LOS ANGELES – “This is an America that’s upside down,” AFL-CIO president Richard Trumka declared in his keynote speech at the federation’s 2013 convention here today.

“The wage increases over the last 15 years went to the top 10 percent, while the incomes of working people went down. But it’s time to turn America right side up, and to do that, we need a real working class movement!” Trumka’s words sent the ecstatic crowd here at the AFL-CIO convention jumping to its feet and roaring its approval. (Story continues after video.)

However, Trumka said, “If that’s going to happen, we have to do some things differently. We are 13 million strong. We are the biggest, strongest, best-organized force for economic justice in America. But we are a small part of the 150 million Americans who work for a living. We cannot win economic justice for union members alone. So we must ask ourselves – how must we reignite our movement? Not so we can have bigger unions, but so we can together make all working peoples’ lives better.

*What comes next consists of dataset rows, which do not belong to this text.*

//! Session state machine using rust-fsm.
//!
//! ```text
//!            ┌───────────┐
//!            │  Loading  │ (initial)
//!            └─────┬─────┘
//!   NothingStored  │  Rehydrated / Login
//!        ┌─────────┴──────────┐
//!        ▼                    ▼
//! ┌─────────────┐  Login  ┌─────────────┐
//! │  SignedOut  │ ──────► │  SignedIn   │ ◄──┐
//! └─────────────┘ ◄────── └──────┬──────┘    │
//!        ▲          Logout       │           │ RefreshSucceeded
//!        │                       │ RefreshStarted
//!        │  RefreshFailed        ▼           │
//!        │                ┌─────────────┐    │
//!        └─────────────── │ Refreshing  │ ───┘
//!                         └─────────────┘
//! ```

use rust_fsm::*;
use serde::{Deserialize, Serialize};

state_machine! {
    #[derive(Debug, Clone, PartialEq, Eq)]
    pub session_machine(Loading)

    Loading => {
        Rehydrated => SignedIn,
        NothingStored => SignedOut,
        Login => SignedIn,
        Logout => SignedOut
    },
    SignedOut => {
        Login => SignedIn,
        Logout => SignedOut
    },
    SignedIn => {
        Login => SignedIn,
        Logout => SignedOut,
        RefreshStarted => Refreshing
    },
    Refreshing => {
        RefreshSucceeded => SignedIn,
        RefreshFailed => SignedOut,
        Login => SignedIn,
        Logout => SignedOut
    }
}

pub use session_machine::Input as SessionMachineInput;
pub use session_machine::State as SessionMachineState;
pub use session_machine::StateMachine as SessionMachine;

/// Externally visible session state.
#[derive(Debug, Clone, Copy, PartialEq, Eq, Serialize, Deserialize)]
#[serde(rename_all = "snake_case")]
pub enum AuthState {
    /// Persisted session not yet read.
    Loading,
    SignedOut,
    SignedIn,
    /// A refresh is in flight; the previous token is still in use.
    Refreshing,
}

impl AuthState {
    /// Returns true while an operation is pending.
    pub fn is_transient(&self) -> bool {
        matches!(self, AuthState::Loading | AuthState::Refreshing)
    }

    pub fn as_str(&self) -> &'static str {
        match self {
            AuthState::Loading => "loading",
            AuthState::SignedOut => "signed_out",
            AuthState::SignedIn => "signed_in",
            AuthState::Refreshing => "refreshing",
        }
    }
}

impl From<&SessionMachineState> for AuthState {
    fn from(state: &SessionMachineState) -> Self {
        match state {
            SessionMachineState::Loading => AuthState::Loading,
            SessionMachineState::SignedOut => AuthState::SignedOut,
            SessionMachineState::SignedIn => AuthState::SignedIn,
            SessionMachineState::Refreshing => AuthState::Refreshing,
        }
    }
}

#[cfg(test)]
mod tests {
    use super::*;

    #[test]
    fn test_initial_state_is_loading() {
        let machine = SessionMachine::new();
        assert_eq!(*machine.state(), SessionMachineState::Loading);
    }

    #[test]
    fn test_rehydrate_flow() {
        let mut machine = SessionMachine::new();

        machine.consume(&SessionMachineInput::Rehydrated).unwrap();
        assert_eq!(*machine.state(), SessionMachineState::SignedIn);
    }

    #[test]
    fn test_nothing_stored_then_login() {
        let mut machine = SessionMachine::new();

        machine.consume(&SessionMachineInput::NothingStored).unwrap();
        assert_eq!(*machine.state(), SessionMachineState::SignedOut);

        machine.consume(&SessionMachineInput::Login).unwrap();
        assert_eq!(*machine.state(), SessionMachineState::SignedIn);
    }

    #[test]
    fn test_refresh_success_and_failure() {
        let mut machine = SessionMachine::new();
        machine.consume(&SessionMachineInput::Rehydrated).unwrap();

        machine.consume(&SessionMachineInput::RefreshStarted).unwrap();
        assert_eq!(*machine.state(), SessionMachineState::Refreshing);
        machine.consume(&SessionMachineInput::RefreshSucceeded).unwrap();
        assert_eq!(*machine.state(), SessionMachineState::SignedIn);

        machine.consume(&SessionMachineInput::RefreshStarted).unwrap();
        machine.consume(&SessionMachineInput::RefreshFailed).unwrap();
        assert_eq!(*machine.state(), SessionMachineState::SignedOut);
    }

    #[test]
    fn test_invalid_transitions_rejected() {
        let mut machine = SessionMachine::new();

        // Refresh cannot start before the persisted session was read
        assert!(machine.consume(&SessionMachineInput::RefreshStarted).is_err());
        assert_eq!(*machine.state(), SessionMachineState::Loading);

        machine.consume(&SessionMachineInput::NothingStored).unwrap();
        assert!(machine.consume(&SessionMachineInput::Rehydrated).is_err());
        assert!(machine.consume(&SessionMachineInput::RefreshSucceeded).is_err());

        // Nothing to refresh without a session
        assert!(machine.consume(&SessionMachineInput::RefreshStarted).is_err());
        assert_eq!(*machine.state(), SessionMachineState::SignedOut);
    }

    #[test]
    fn test_auth_state_mapping() {
        assert_eq!(AuthState::from(&SessionMachineState::Loading), AuthState::Loading);
        assert_eq!(AuthState::from(&SessionMachineState::Refreshing), AuthState::Refreshing);
        assert!(AuthState::Loading.is_transient());
        assert!(!AuthState::SignedIn.is_transient());
        assert_eq!(AuthState::SignedOut.as_str(), "signed_out");
    }
}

“It’s clear that something’s changed. The people I talk to don’t say, ‘I’m middle class’ so much anymore. They say, ‘Middle class? That’s what my parents were.’ The working class is not the middle class anymore.”

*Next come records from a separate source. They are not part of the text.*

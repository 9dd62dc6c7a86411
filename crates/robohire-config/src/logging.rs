//! Logging initialization.
//!
//! Thin wrapper over the `observability` package so binaries only pass a
//! level and a service name.

use crate::Paths;
use observability::LogConfig;

/// Initialize logging for the command-line client.
///
/// `RUST_LOG` takes precedence over `level` when set.
pub fn init_logging(level: &str) {
    init_logging_for_service("cli", level, false);
}

/// Initialize logging with a custom service name.
///
/// The log file lives under the client's state directory; when the home
/// directory cannot be resolved the observability default is used.
pub fn init_logging_for_service(service_name: &str, level: &str, also_stderr: bool) {
    let log_path = Paths::new().ok().map(|paths| paths.log_file());

    observability::init_with_config(LogConfig {
        service_name: service_name.into(),
        default_level: parse_level(level).as_str().to_ascii_lowercase(),
        log_path,
        also_stderr,
    });
}

/// Parse a log level string, defaulting to INFO for unknown input.
pub fn parse_level(level: &str) -> tracing::Level {
    match level.trim().to_lowercase().as_str() {
        "trace" => tracing::Level::TRACE,
        "debug" => tracing::Level::DEBUG,
        "info" => tracing::Level::INFO,
        "warn" | "warning" => tracing::Level::WARN,
        "error" => tracing::Level::ERROR,
        _ => tracing::Level::INFO,
    }
}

Trumka made clear that “what we’ve done yesterday cannot limit what we do tomorrow. We have to challenge ourselves. If we are going to move forward, we must make our movement and our leadership as diverse as the workforce we speak for. Politicians and employers want to divide us. We can’t let them. We need a union culture shift that will turn the labor movement back into a movement that fights for the interest of all working people.

“Everything we do this week will be part of a strategy for winning broadly shared prosperity. There can be no shared prosperity while 11 million aspiring Americans have no rights, – the crowd jumped up again in standing ovation. “There can be no shared prosperity” while 20 million people look for work and can’t find it.”

Trumka told the delegates that the economy is not like the weather, that the power to change it is in the hands of the people but that there were impediments to shared prosperity that have to be overcome.

“There can be no shared prosperity while 11 million aspiring American have no rights,” he declared. The convention rose to its feet in sustained applause.

“There can be no shared prosperity while 20 million people look for work and can’t find it.” Again the crowd rose in sustained applause.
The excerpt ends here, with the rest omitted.